[Provided data]
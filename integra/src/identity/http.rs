use async_trait::async_trait;
use integra_core::http::{HttpClient, HttpError, RetryError, RetryPolicy};
use integra_core::settings::identity_provider::IdentityProviderSettings;
use integra_core::utils::secret::MaskedSecret;
use integra_types::{Role, User};
use serde::{Deserialize, Deserializer, Serialize};
use std::time::Duration;
use tracing::{debug, warn};

use super::{Authenticated, IdentityProvider, ProviderError};

#[derive(Debug, Serialize)]
struct LoginRequest<'a> {
    email: &'a str,
    password: &'a str,
}

#[derive(Debug, Deserialize)]
struct LoginResponse {
    token: String,
    user: WireUser,
}

#[derive(Debug, Deserialize)]
struct SessionResponse {
    user: WireUser,
}

/// User as sent by the provider; the role is validated before it reaches
/// the session.
#[derive(Debug, Deserialize)]
#[serde(rename_all = "camelCase")]
struct WireUser {
    #[serde(deserialize_with = "string_or_number")]
    id: String,
    #[serde(alias = "name")]
    display_name: String,
    email: String,
    role: String,
}

fn string_or_number<'de, D>(deserializer: D) -> Result<String, D::Error>
where
    D: Deserializer<'de>,
{
    #[derive(Deserialize)]
    #[serde(untagged)]
    enum Id {
        Text(String),
        Number(i64),
    }

    Ok(match Id::deserialize(deserializer)? {
        Id::Text(text) => text,
        Id::Number(number) => number.to_string(),
    })
}

impl TryFrom<WireUser> for User {
    type Error = ProviderError;

    fn try_from(wire: WireUser) -> Result<Self, Self::Error> {
        let role = Role::from_str(&wire.role).ok_or_else(|| {
            ProviderError::Malformed(format!("unknown role '{}' for {}", wire.role, wire.email))
        })?;
        Ok(User {
            id: wire.id,
            display_name: wire.display_name,
            email: wire.email,
            role,
        })
    }
}

fn provider_error(err: RetryError) -> ProviderError {
    match err.into_last_error() {
        HttpError::Decode(message) => ProviderError::Malformed(message),
        other => ProviderError::Unavailable(other.to_string()),
    }
}

/// Identity provider speaking the registry's `/api/auth` endpoints.
pub struct HttpIdentityProvider {
    base_url: String,
    client: HttpClient,
}

impl HttpIdentityProvider {
    pub fn new(base_url: &str, client: HttpClient) -> Self {
        Self {
            base_url: base_url.trim_end_matches('/').to_string(),
            client,
        }
    }

    pub fn from_settings(settings: &IdentityProviderSettings) -> anyhow::Result<Self> {
        let base_url = settings
            .base_url
            .as_deref()
            .ok_or_else(|| anyhow::anyhow!("identity_provider.base_url is required in http mode"))?;
        let client = HttpClient::builder()
            .timeout(Duration::from_secs(settings.timeout_seconds))
            .retry_policy(RetryPolicy::with_attempts(settings.max_attempts))
            .build()?;
        Ok(Self::new(base_url, client))
    }

    pub fn base_url(&self) -> &str {
        &self.base_url
    }

    fn url(&self, path: &str) -> String {
        format!("{}{}", self.base_url, path)
    }
}

#[async_trait]
impl IdentityProvider for HttpIdentityProvider {
    fn name(&self) -> &str {
        &self.base_url
    }

    async fn verify(&self, token: &MaskedSecret) -> Result<Option<User>, ProviderError> {
        debug!("Verifying credential {} against {}", token, self.base_url);
        match self
            .client
            .get_json_with_bearer::<SessionResponse>(
                &self.url("/api/auth/session"),
                token.expose_secret(),
            )
            .await
        {
            Ok(response) => User::try_from(response.user).map(Some),
            Err(err) if err.is_rejection() => {
                debug!("Credential rejected by identity provider: {}", err);
                Ok(None)
            }
            Err(err) => Err(provider_error(err)),
        }
    }

    async fn authenticate(
        &self,
        email: &str,
        password: &MaskedSecret,
    ) -> Result<Authenticated, ProviderError> {
        let request = LoginRequest {
            email,
            password: password.expose_secret(),
        };
        match self
            .client
            .post_json::<_, LoginResponse>(&self.url("/api/auth/login"), &request)
            .await
        {
            Ok(response) => {
                if response.token.is_empty() {
                    return Err(ProviderError::Malformed(
                        "login response carries an empty token".to_string(),
                    ));
                }
                Ok(Authenticated {
                    user: User::try_from(response.user)?,
                    token: MaskedSecret::new(response.token),
                })
            }
            Err(err) if err.is_rejection() => Err(ProviderError::InvalidCredentials),
            Err(err) => Err(provider_error(err)),
        }
    }

    async fn revoke(&self, token: &MaskedSecret) -> Result<(), ProviderError> {
        self.client
            .post_with_bearer(&self.url("/api/auth/logout"), token.expose_secret())
            .await
            .or_else(|err| {
                if err.is_rejection() {
                    Ok(())
                } else {
                    warn!("Failed to revoke credential {}: {}", token, err);
                    Err(provider_error(err))
                }
            })
    }
}

#[cfg(test)]
mod tests {
    use super::*;
    use serde_json::json;
    use wiremock::matchers::{body_json, header, method, path};
    use wiremock::{Mock, MockServer, ResponseTemplate};

    fn provider(server: &MockServer) -> HttpIdentityProvider {
        let client = HttpClient::builder()
            .timeout(Duration::from_secs(2))
            .retry_policy(RetryPolicy {
                attempts: 2,
                base_delay: Duration::from_millis(1),
                max_delay: Duration::from_millis(2),
            })
            .build()
            .unwrap();
        HttpIdentityProvider::new(&server.uri(), client)
    }

    fn user_json(role: &str) -> serde_json::Value {
        json!({"id": 7, "displayName": "Olga Operator", "email": "olga@cbank.example", "role": role})
    }

    #[tokio::test]
    async fn test_login_parses_user_and_token() {
        let server = MockServer::start().await;
        Mock::given(method("POST"))
            .and(path("/api/auth/login"))
            .and(body_json(json!({"email": "olga@cbank.example", "password": "pw"})))
            .respond_with(
                ResponseTemplate::new(200)
                    .set_body_json(json!({"token": "tok-1", "user": user_json("operator")})),
            )
            .mount(&server)
            .await;

        let result = provider(&server)
            .authenticate("olga@cbank.example", &MaskedSecret::from("pw"))
            .await
            .unwrap();

        assert_eq!(result.user.id, "7");
        assert_eq!(result.user.role, Role::Operator);
        assert_eq!(result.token.expose_secret(), "tok-1");
    }

    #[tokio::test]
    async fn test_login_rejected_is_invalid_credentials() {
        let server = MockServer::start().await;
        Mock::given(method("POST"))
            .and(path("/api/auth/login"))
            .respond_with(ResponseTemplate::new(401).set_body_json(json!({"message": "nope"})))
            .expect(1)
            .mount(&server)
            .await;

        let err = provider(&server)
            .authenticate("olga@cbank.example", &MaskedSecret::from("bad"))
            .await
            .unwrap_err();
        assert_eq!(err, ProviderError::InvalidCredentials);
    }

    #[tokio::test]
    async fn test_unknown_role_is_malformed() {
        let server = MockServer::start().await;
        Mock::given(method("GET"))
            .and(path("/api/auth/session"))
            .and(header("authorization", "Bearer tok-1"))
            .respond_with(ResponseTemplate::new(200).set_body_json(json!({"user": user_json("root")})))
            .mount(&server)
            .await;

        let err = provider(&server)
            .verify(&MaskedSecret::from("tok-1"))
            .await
            .unwrap_err();
        assert!(matches!(err, ProviderError::Malformed(message) if message.contains("root")));
    }

    #[tokio::test]
    async fn test_verify_forbidden_means_no_user() {
        let server = MockServer::start().await;
        Mock::given(method("GET"))
            .and(path("/api/auth/session"))
            .respond_with(ResponseTemplate::new(403))
            .mount(&server)
            .await;

        let result = provider(&server).verify(&MaskedSecret::from("tok-1")).await;
        assert_eq!(result.unwrap(), None);
    }

    #[tokio::test]
    async fn test_server_errors_are_retried_then_unavailable() {
        let server = MockServer::start().await;
        Mock::given(method("GET"))
            .and(path("/api/auth/session"))
            .respond_with(ResponseTemplate::new(503))
            .expect(2)
            .mount(&server)
            .await;

        let err = provider(&server)
            .verify(&MaskedSecret::from("tok-1"))
            .await
            .unwrap_err();
        assert!(matches!(err, ProviderError::Unavailable(_)));
    }
}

[Required action]
Copy out each line of the entries above that holds "RetryError".

[Completed exercise]
use integra_core::http::{HttpClient, HttpError, RetryError, RetryPolicy};
fn provider_error(err: RetryError) -> ProviderError {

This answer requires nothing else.